Saved entries:
//! Conversation messages exchanged within a task.

use chrono::{DateTime, Utc};
use serde::{Deserialize, Serialize};
use serde_json::Value;
use uuid::Uuid;

/// Author of a message.
#[derive(Debug, Clone, Copy, PartialEq, Eq, Serialize, Deserialize)]
#[serde(rename_all = "lowercase")]
pub enum Role {
    /// The caller.
    User,
    /// The orchestrator acting on the caller's behalf.
    Agent,
}

/// A file attached to a message or artifact, either by reference or inline.
#[derive(Debug, Clone, PartialEq, Eq, Serialize, Deserialize, Default)]
pub struct FileContent {
    /// Display name.
    #[serde(default, skip_serializing_if = "Option::is_none")]
    pub name: Option<String>,
    /// MIME type.
    #[serde(default, skip_serializing_if = "Option::is_none")]
    pub mime_type: Option<String>,
    /// Location of the content.
    #[serde(default, skip_serializing_if = "Option::is_none")]
    pub uri: Option<String>,
    /// Base64-encoded content.
    #[serde(default, skip_serializing_if = "Option::is_none")]
    pub bytes: Option<String>,
}

/// One piece of message or artifact content.
#[derive(Debug, Clone, PartialEq, Serialize, Deserialize)]
#[serde(tag = "kind", rename_all = "lowercase")]
pub enum Part {
    /// Plain text.
    Text {
        /// The text.
        text: String,
    },
    /// A file.
    File {
        /// The file.
        file: FileContent,
    },
    /// Structured JSON data.
    Data {
        /// The payload.
        data: Value,
    },
}

impl Part {
    /// Creates a text part.
    pub fn text(text: impl Into<String>) -> Self {
        Self::Text { text: text.into() }
    }

    /// Returns the text if this is a text part.
    #[must_use]
    pub fn as_text(&self) -> Option<&str> {
        match self {
            Self::Text { text } => Some(text),
            _ => None,
        }
    }
}

/// An immutable entry in a task's history.
#[derive(Debug, Clone, PartialEq, Serialize, Deserialize)]
pub struct Message {
    /// Unique identifier; re-appending the same id is a no-op.
    pub message_id: String,
    /// Author.
    pub role: Role,
    /// Content parts in order.
    pub parts: Vec<Part>,
    /// When the message was produced.
    pub timestamp: DateTime<Utc>,
    /// Owning task. Filled in when the message is appended.
    #[serde(default)]
    pub task_id: String,
    /// Owning context. Filled in when the message is appended.
    #[serde(default)]
    pub context_id: String,
}

impl Message {
    /// Creates a message with a fresh id.
    pub fn new(role: Role, parts: Vec<Part>) -> Self {
        Self {
            message_id: Uuid::new_v4().to_string(),
            role,
            parts,
            timestamp: Utc::now(),
            task_id: String::new(),
            context_id: String::new(),
        }
    }

    /// Creates a single-part text message.
    pub fn text(role: Role, text: impl Into<String>) -> Self {
        Self::new(role, vec![Part::text(text)])
    }

    /// Uses an explicit message id.
    #[must_use]
    pub fn with_id(mut self, message_id: impl Into<String>) -> Self {
        self.message_id = message_id.into();
        self
    }

    /// Concatenated text of all text parts, separated by newlines.
    #[must_use]
    pub fn text_content(&self) -> String {
        self.parts.iter().filter_map(Part::as_text).collect::<Vec<_>>().join("\n")
    }

    /// Returns true when the message has at least one non-blank text part.
    #[must_use]
    pub fn has_text(&self) -> bool {
        self.parts.iter().filter_map(Part::as_text).any(|t| !t.trim().is_empty())
    }
}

### EXERCISE DESCRIPTION
Check the records above and copy each line that has the string "Serialize".

### RESPONSE AREA
use serde::{Deserialize, Serialize};
#[derive(Debug, Clone, Copy, PartialEq, Eq, Serialize, Deserialize)]
#[derive(Debug, Clone, PartialEq, Eq, Serialize, Deserialize, Default)]
#[derive(Debug, Clone, PartialEq, Serialize, Deserialize)]
#[derive(Debug, Clone, PartialEq, Serialize, Deserialize)]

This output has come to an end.